Before we even begin down the tube on this posting, I want to say that in no way is MySpace a haven for these offenders. They are everywhere, all networks. You might be sitting next to one in your office or one lives up the street. MySpace has taken a stance to remove the profiles of these people (USA Today article). They have even gone so far as to begin building safeguards in allowing anyone over 18 to search the profiles of those below 18.
Let me focus on that issue for a moment. While this is a major step by a social network of this size, who validates the birth year for anyone on any social network? How many of you actually use your real birth year? Yes, I am talking to you. You know you do not. Even the Attorney General of Connecticut, Roy Blumenthal, states he knows there is fake names/birthdays in this NY Times article:
Mr. Blumenthal said in a statement. “For every one of them, there may be hundreds of others using false names and ages.”
One of the facets of the online social networks is not the fear of using them. It should be the responsibility of the person to secure their information that they intend to share.

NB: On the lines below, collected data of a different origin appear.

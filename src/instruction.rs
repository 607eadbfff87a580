//! Instruction decoding.
//!
//! A fetched 16-bit word is split into nibble fields by [`Opcode`] and then
//! turned into a closed [`Instruction`] variant. Anything that doesn't match a
//! known encoding decodes to `None`, which the interpreter reports as an
//! unimplemented opcode.

use crate::word::Short;
use std::fmt;

/// Register index, always 0x0..=0xF once decoded
pub type Reg = usize;

/// 12-bit address operand
pub type Addr = u16;

/// A raw 16-bit instruction word
#[derive(Clone, Copy, Debug, PartialEq, Eq)]
pub struct Opcode(pub u16);

impl Opcode {
    /// top nibble
    pub fn op(self) -> u8 {
        (self.0 >> 12) as u8
    }

    pub fn x(self) -> Reg {
        ((self.0 >> 8) & 0xf) as Reg
    }

    pub fn y(self) -> Reg {
        ((self.0 >> 4) & 0xf) as Reg
    }

    pub fn n(self) -> u8 {
        (self.0 & 0xf) as u8
    }

    pub fn nn(self) -> u8 {
        (self.0 & 0xff) as u8
    }

    pub fn nnn(self) -> Addr {
        self.0 & 0xfff
    }
}

impl From<Short> for Opcode {
    fn from(word: Short) -> Self {
        Opcode(word.value())
    }
}

impl fmt::LowerHex for Opcode {
    fn fmt(&self, f: &mut fmt::Formatter<'_>) -> fmt::Result {
        fmt::LowerHex::fmt(&self.0, f)
    }
}

#[derive(Clone, Copy, Debug, PartialEq, Eq)]
pub enum Instruction {
    /// 00E0
    Cls,
    /// 00EE
    Ret,
    /// 0nnn, machine code routine; ignored
    Sys(Addr),
    /// 1nnn
    Jp(Addr),
    /// 2nnn
    Call(Addr),
    /// 3xkk
    SeByte(Reg, u8),
    /// 4xkk
    SneByte(Reg, u8),
    /// 5xy0
    SeReg(Reg, Reg),
    /// 6xkk
    LdByte(Reg, u8),
    /// 7xkk
    AddByte(Reg, u8),
    /// 8xy0
    LdReg(Reg, Reg),
    /// 8xy1
    Or(Reg, Reg),
    /// 8xy2
    And(Reg, Reg),
    /// 8xy3
    Xor(Reg, Reg),
    /// 8xy4
    AddReg(Reg, Reg),
    /// 8xy5
    Sub(Reg, Reg),
    /// 8xy6; Vy is decoded but unused
    Shr(Reg, Reg),
    /// 8xy7
    Subn(Reg, Reg),
    /// 8xyE; Vy is decoded but unused
    Shl(Reg, Reg),
    /// 9xy0
    SneReg(Reg, Reg),
    /// Annn
    LdI(Addr),
    /// Bnnn
    JpV0(Addr),
    /// Cxkk
    Rnd(Reg, u8),
    /// Dxyn
    Drw(Reg, Reg, u8),
    /// Ex9E
    Skp(Reg),
    /// ExA1
    Sknp(Reg),
    /// Fx07
    LdRegDt(Reg),
    /// Fx0A
    LdKey(Reg),
    /// Fx15
    LdDtReg(Reg),
    /// Fx18
    LdSt(Reg),
    /// Fx1E
    AddI(Reg),
    /// Fx29
    LdF(Reg),
    /// Fx33
    LdB(Reg),
    /// Fx55
    LdDerefIReg(Reg),
    /// Fx65
    LdRegDerefI(Reg),
}

impl Instruction {
    pub fn decode(opcode: Opcode) -> Option<Instruction> {
        use Instruction::*;

        let (x, y, n, nn, nnn) = (opcode.x(), opcode.y(), opcode.n(), opcode.nn(), opcode.nnn());
        let instr = match opcode.op() {
            0x0 => match opcode.0 {
                0x00e0 => Cls,
                0x00ee => Ret,
                _ => Sys(nnn),
            },
            0x1 => Jp(nnn),
            0x2 => Call(nnn),
            0x3 => SeByte(x, nn),
            0x4 => SneByte(x, nn),
            0x5 if n == 0 => SeReg(x, y),
            0x6 => LdByte(x, nn),
            0x7 => AddByte(x, nn),
            0x8 => match n {
                0x0 => LdReg(x, y),
                0x1 => Or(x, y),
                0x2 => And(x, y),
                0x3 => Xor(x, y),
                0x4 => AddReg(x, y),
                0x5 => Sub(x, y),
                0x6 => Shr(x, y),
                0x7 => Subn(x, y),
                0xe => Shl(x, y),
                _ => return None,
            },
            0x9 if n == 0 => SneReg(x, y),
            0xa => LdI(nnn),
            0xb => JpV0(nnn),
            0xc => Rnd(x, nn),
            0xd => Drw(x, y, n),
            0xe => match nn {
                0x9e => Skp(x),
                0xa1 => Sknp(x),
                _ => return None,
            },
            0xf => match nn {
                0x07 => LdRegDt(x),
                0x0a => LdKey(x),
                0x15 => LdDtReg(x),
                0x18 => LdSt(x),
                0x1e => AddI(x),
                0x29 => LdF(x),
                0x33 => LdB(x),
                0x55 => LdDerefIReg(x),
                0x65 => LdRegDerefI(x),
                _ => return None,
            },
            _ => return None,
        };
        Some(instr)
    }
}

/// conventional (Cowgod-style) mnemonics
impl fmt::Display for Instruction {
    fn fmt(&self, f: &mut fmt::Formatter<'_>) -> fmt::Result {
        use Instruction::*;

        match *self {
            Cls => write!(f, "CLS"),
            Ret => write!(f, "RET"),
            Sys(a) => write!(f, "SYS {:#05x}", a),
            Jp(a) => write!(f, "JP {:#05x}", a),
            Call(a) => write!(f, "CALL {:#05x}", a),
            SeByte(x, kk) => write!(f, "SE V{:X}, {:#04x}", x, kk),
            SneByte(x, kk) => write!(f, "SNE V{:X}, {:#04x}", x, kk),
            SeReg(x, y) => write!(f, "SE V{:X}, V{:X}", x, y),
            LdByte(x, kk) => write!(f, "LD V{:X}, {:#04x}", x, kk),
            AddByte(x, kk) => write!(f, "ADD V{:X}, {:#04x}", x, kk),
            LdReg(x, y) => write!(f, "LD V{:X}, V{:X}", x, y),
            Or(x, y) => write!(f, "OR V{:X}, V{:X}", x, y),
            And(x, y) => write!(f, "AND V{:X}, V{:X}", x, y),
            Xor(x, y) => write!(f, "XOR V{:X}, V{:X}", x, y),
            AddReg(x, y) => write!(f, "ADD V{:X}, V{:X}", x, y),
            Sub(x, y) => write!(f, "SUB V{:X}, V{:X}", x, y),
            Shr(x, _) => write!(f, "SHR V{:X}", x),
            Subn(x, y) => write!(f, "SUBN V{:X}, V{:X}", x, y),
            Shl(x, _) => write!(f, "SHL V{:X}", x),
            SneReg(x, y) => write!(f, "SNE V{:X}, V{:X}", x, y),
            LdI(a) => write!(f, "LD I, {:#05x}", a),
            JpV0(a) => write!(f, "JP V0, {:#05x}", a),
            Rnd(x, kk) => write!(f, "RND V{:X}, {:#04x}", x, kk),
            Drw(x, y, n) => write!(f, "DRW V{:X}, V{:X}, {}", x, y, n),
            Skp(x) => write!(f, "SKP V{:X}", x),
            Sknp(x) => write!(f, "SKNP V{:X}", x),
            LdRegDt(x) => write!(f, "LD V{:X}, DT", x),
            LdKey(x) => write!(f, "LD V{:X}, K", x),
            LdDtReg(x) => write!(f, "LD DT, V{:X}", x),
            LdSt(x) => write!(f, "LD ST, V{:X}", x),
            AddI(x) => write!(f, "ADD I, V{:X}", x),
            LdF(x) => write!(f, "LD F, V{:X}", x),
            LdB(x) => write!(f, "LD B, V{:X}", x),
            LdDerefIReg(x) => write!(f, "LD [I], V{:X}", x),
            LdRegDerefI(x) => write!(f, "LD V{:X}, [I]", x),
        }
    }
}
use std::error::Error;
use std::fs::File;
use std::path::PathBuf;
use std::process::exit;

use clap::Parser;
use log::{info, warn};

use chip8_vm::config::{Config, DEFAULT_INSTRUCTIONS_PER_SECOND};
use chip8_vm::display::{MonoTermDisplay, SCREEN_HEIGHT, SCREEN_WIDTH};
use chip8_vm::input::{Input, KeyLayout, StdinInput};
use chip8_vm::interpreter::Chip8Interpreter;
use chip8_vm::scheduler::Scheduler;
use chip8_vm::sound::{Mute, SimpleBeep, Sound};
use chip8_vm::trace::LogTracer;

/// Run a CHIP-8 program in the terminal. Esc quits.
///
/// Logs go to stderr; redirect them (2>trace.log) when tracing.
#[derive(Parser, Debug)]
#[command(version, about)]
struct Args {
    /// ROM file, loaded unmodified at 0x200
    rom: PathBuf,

    /// log every executed instruction
    #[arg(short, long)]
    trace: bool,

    /// instructions per second; 0 runs flat out
    #[arg(long, default_value_t = DEFAULT_INSTRUCTIONS_PER_SECOND)]
    ips: u32,

    /// seed for the random number instruction
    #[arg(long)]
    seed: Option<u64>,

    /// don't use the PC speaker
    #[arg(short, long)]
    mute: bool,

    /// which keys stand in for the hex keypad
    #[arg(long, value_enum, default_value_t = KeyLayout::Conventional)]
    keys: KeyLayout,
}

fn main() {
    let args = Args::parse();

    let default_level = if args.trace { "info" } else { "warn" };
    env_logger::Builder::from_env(env_logger::Env::default().default_filter_or(default_level))
        .init();

    // nothing gets built until we know the ROM is readable
    let mut rom = match File::open(&args.rom) {
        Ok(rom) => rom,
        Err(e) => {
            eprintln!("Failed to read ROM {}: {}", args.rom.display(), e);
            exit(1);
        }
    };

    let config = Config {
        instructions_per_second: args.ips,
        seed: args.seed,
        trace: args.trace,
        key_layout: args.keys,
        ..Config::default()
    };

    let mut interpreter = Chip8Interpreter::new(config.seed);
    if let Err(e) = interpreter.load_program(&mut rom) {
        eprintln!("Failed to load ROM {}: {}", args.rom.display(), e);
        exit(1);
    }

    if let Err(e) = emulate(interpreter, config, args.mute) {
        // the terminal has been restored by now
        eprintln!("chip8-vm: {}", e);
        exit(1);
    }
}

fn emulate(interpreter: Chip8Interpreter, config: Config, mute: bool) -> Result<(), Box<dyn Error>> {
    let mut display = MonoTermDisplay::new(SCREEN_WIDTH, SCREEN_HEIGHT)?;
    let mut input = StdinInput::new(config.key_layout, config.key_hold)?;
    let mut sound: Box<dyn Sound> = if mute {
        Box::new(Mute::new())
    } else {
        Box::new(SimpleBeep::new())
    };

    // drop anything typed while the terminal was being set up
    input.flush_keys()?;

    let trace = config.trace;
    let mut scheduler = Scheduler::new(
        interpreter,
        &mut display,
        &mut input,
        sound.as_mut(),
        config,
    );
    if trace {
        scheduler.set_observer(Box::new(LogTracer::new()));
    }

    let reason = scheduler.run()?;
    info!("{:?} after {} instructions", reason, scheduler.executed());
    drop(scheduler);
    if sound.is_beeping() {
        if let Err(e) = sound.stop() {
            warn!("sound: {}", e);
        }
    }
    Ok(())
}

It is admirable that the attorney generals of states are taking this stance, even working with Facebook now, but what about the ones that have alternate names or have not been caught? That goes back to you, the public using the sites. I get a lot of feedback from readers saying the sites should do more. I agree and hope that we make a difference. But it all has to start with the parents and your own ability to protect your information.
So make a visit to your kids friend list and even your own. Take a new visit to the privacy section and see what you are sharing. I am often surprised. Then again I am not.